◆ **AIM OF THE EXERCISE**:
For the entries that follow, restate word for word the line containing "would report it", the line containing "FormValue::Int(i) => *i", and every line that lies between them.

◆ **Stored items**:
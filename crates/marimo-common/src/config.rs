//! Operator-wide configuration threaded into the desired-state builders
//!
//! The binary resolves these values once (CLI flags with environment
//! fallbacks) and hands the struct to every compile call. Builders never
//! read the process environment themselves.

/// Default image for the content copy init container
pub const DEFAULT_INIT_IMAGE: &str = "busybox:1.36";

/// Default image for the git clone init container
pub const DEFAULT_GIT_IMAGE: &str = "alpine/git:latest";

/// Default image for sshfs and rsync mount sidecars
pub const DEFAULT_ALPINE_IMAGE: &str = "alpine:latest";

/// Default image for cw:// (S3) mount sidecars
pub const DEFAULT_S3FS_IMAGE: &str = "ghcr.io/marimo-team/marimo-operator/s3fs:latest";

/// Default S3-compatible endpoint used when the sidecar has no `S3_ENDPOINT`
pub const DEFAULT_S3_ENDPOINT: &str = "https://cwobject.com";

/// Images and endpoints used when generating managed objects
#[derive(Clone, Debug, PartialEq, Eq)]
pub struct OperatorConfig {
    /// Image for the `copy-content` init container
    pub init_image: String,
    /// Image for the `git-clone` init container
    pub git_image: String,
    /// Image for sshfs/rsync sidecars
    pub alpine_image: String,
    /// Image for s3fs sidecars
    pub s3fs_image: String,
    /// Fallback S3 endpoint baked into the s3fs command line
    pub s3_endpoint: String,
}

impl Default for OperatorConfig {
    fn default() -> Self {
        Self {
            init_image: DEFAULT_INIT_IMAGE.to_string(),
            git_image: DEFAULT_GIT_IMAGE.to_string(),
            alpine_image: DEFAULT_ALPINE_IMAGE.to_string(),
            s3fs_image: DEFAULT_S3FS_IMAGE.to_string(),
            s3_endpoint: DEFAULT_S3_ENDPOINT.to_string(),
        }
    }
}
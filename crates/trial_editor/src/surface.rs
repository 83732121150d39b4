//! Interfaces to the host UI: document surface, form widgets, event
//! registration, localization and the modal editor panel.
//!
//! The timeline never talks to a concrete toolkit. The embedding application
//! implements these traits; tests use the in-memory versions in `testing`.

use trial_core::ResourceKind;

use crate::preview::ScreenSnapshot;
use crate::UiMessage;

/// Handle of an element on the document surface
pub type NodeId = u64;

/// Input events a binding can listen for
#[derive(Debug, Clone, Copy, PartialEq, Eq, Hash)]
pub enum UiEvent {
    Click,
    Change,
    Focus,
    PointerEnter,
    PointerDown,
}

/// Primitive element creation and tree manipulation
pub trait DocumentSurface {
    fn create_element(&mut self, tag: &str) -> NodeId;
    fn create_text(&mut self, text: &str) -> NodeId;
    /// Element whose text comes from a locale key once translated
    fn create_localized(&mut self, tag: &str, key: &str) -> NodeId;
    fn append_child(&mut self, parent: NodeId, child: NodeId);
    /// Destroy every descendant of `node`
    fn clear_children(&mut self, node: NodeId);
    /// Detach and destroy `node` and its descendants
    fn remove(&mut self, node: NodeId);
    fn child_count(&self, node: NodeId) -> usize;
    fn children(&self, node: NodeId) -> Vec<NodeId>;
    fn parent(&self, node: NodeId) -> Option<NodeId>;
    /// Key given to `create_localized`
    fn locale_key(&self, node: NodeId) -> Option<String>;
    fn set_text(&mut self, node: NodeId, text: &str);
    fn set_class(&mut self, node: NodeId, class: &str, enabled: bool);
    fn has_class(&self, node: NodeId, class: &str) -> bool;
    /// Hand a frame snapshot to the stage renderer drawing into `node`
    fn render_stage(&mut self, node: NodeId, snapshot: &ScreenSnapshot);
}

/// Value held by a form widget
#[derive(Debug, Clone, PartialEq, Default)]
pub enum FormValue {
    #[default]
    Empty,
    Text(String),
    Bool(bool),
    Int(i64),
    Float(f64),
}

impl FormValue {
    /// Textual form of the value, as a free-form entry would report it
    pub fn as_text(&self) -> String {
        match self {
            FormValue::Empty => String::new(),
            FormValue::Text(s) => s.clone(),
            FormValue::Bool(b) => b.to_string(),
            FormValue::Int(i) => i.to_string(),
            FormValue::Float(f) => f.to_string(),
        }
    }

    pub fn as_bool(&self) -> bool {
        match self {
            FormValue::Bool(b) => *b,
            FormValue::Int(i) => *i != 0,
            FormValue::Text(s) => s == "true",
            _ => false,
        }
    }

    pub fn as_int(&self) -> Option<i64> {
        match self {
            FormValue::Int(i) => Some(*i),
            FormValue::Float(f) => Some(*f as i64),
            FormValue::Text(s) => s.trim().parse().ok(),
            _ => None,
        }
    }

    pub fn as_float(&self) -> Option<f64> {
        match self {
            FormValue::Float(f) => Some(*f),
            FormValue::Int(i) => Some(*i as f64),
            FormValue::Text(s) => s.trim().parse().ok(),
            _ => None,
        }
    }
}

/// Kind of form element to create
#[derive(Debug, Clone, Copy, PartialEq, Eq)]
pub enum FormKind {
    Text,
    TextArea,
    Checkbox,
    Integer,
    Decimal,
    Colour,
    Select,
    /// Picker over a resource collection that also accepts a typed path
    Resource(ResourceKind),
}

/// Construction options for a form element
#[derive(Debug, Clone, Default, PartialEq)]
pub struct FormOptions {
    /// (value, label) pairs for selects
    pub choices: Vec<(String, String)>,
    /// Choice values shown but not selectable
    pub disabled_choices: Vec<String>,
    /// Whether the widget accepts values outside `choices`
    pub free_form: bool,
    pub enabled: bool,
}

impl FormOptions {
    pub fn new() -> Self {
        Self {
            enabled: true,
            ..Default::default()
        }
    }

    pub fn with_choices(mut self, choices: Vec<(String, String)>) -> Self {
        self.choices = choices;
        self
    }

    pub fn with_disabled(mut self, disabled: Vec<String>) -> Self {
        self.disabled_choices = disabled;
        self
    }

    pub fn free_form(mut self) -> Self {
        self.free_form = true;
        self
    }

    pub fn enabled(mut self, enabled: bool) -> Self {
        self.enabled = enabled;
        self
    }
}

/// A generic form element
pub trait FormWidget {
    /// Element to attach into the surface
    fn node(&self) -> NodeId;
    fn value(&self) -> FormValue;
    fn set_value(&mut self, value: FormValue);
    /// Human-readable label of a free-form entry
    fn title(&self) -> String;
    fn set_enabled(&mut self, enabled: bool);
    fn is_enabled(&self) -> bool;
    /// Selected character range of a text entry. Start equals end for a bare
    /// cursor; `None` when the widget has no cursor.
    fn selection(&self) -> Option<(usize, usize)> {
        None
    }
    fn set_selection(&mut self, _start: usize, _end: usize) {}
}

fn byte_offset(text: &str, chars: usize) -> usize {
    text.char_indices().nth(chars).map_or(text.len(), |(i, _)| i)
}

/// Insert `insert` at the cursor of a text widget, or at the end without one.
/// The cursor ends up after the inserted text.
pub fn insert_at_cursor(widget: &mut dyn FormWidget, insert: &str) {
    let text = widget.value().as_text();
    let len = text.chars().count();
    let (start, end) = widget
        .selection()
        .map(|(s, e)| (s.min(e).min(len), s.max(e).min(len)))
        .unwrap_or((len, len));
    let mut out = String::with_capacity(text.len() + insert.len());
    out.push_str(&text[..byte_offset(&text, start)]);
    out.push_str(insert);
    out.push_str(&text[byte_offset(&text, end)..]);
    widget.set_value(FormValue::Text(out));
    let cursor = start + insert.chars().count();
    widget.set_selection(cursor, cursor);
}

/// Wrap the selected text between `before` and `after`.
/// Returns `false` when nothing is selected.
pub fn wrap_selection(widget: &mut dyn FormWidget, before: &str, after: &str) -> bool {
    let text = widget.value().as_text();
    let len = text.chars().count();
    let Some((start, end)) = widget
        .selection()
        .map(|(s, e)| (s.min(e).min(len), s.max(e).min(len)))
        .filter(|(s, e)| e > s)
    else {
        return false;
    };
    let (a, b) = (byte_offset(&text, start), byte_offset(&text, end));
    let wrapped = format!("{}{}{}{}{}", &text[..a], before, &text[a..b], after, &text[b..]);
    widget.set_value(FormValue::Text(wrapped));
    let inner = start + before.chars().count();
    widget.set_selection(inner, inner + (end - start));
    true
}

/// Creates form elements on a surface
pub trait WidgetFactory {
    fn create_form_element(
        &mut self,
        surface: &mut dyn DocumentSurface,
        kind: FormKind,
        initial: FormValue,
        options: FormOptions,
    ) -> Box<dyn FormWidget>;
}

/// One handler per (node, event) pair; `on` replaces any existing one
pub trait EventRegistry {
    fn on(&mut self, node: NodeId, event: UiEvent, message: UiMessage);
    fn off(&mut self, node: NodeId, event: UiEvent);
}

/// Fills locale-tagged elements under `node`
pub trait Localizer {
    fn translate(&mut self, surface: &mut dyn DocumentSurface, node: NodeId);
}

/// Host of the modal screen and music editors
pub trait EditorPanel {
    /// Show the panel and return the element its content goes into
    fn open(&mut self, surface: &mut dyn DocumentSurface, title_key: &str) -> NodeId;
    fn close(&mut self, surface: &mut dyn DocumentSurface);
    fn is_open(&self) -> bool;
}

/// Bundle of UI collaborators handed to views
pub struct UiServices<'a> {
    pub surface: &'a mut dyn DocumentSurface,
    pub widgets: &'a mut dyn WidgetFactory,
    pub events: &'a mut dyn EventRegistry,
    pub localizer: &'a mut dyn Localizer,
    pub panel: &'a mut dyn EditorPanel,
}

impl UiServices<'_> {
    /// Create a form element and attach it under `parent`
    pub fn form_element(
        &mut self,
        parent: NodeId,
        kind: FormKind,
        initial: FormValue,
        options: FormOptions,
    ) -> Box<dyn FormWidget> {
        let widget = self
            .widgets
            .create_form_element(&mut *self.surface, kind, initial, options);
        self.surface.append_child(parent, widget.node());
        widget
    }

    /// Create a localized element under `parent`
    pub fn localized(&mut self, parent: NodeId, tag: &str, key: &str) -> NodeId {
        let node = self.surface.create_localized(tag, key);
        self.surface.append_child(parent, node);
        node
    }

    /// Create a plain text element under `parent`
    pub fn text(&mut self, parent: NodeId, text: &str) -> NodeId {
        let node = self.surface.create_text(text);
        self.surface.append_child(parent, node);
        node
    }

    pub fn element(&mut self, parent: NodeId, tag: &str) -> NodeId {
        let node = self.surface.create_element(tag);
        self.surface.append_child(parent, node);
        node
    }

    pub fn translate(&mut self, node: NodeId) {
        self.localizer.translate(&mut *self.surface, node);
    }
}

◆ **RESPONSE TO THE TASK**:
    /// Textual form of the value, as a free-form entry would report it
    pub fn as_text(&self) -> String {
        match self {
            FormValue::Empty => String::new(),
            FormValue::Text(s) => s.clone(),
            FormValue::Bool(b) => b.to_string(),
            FormValue::Int(i) => i.to_string(),
            FormValue::Float(f) => f.to_string(),
        }
    }

    pub fn as_bool(&self) -> bool {
        match self {
            FormValue::Bool(b) => *b,
            FormValue::Int(i) => *i != 0,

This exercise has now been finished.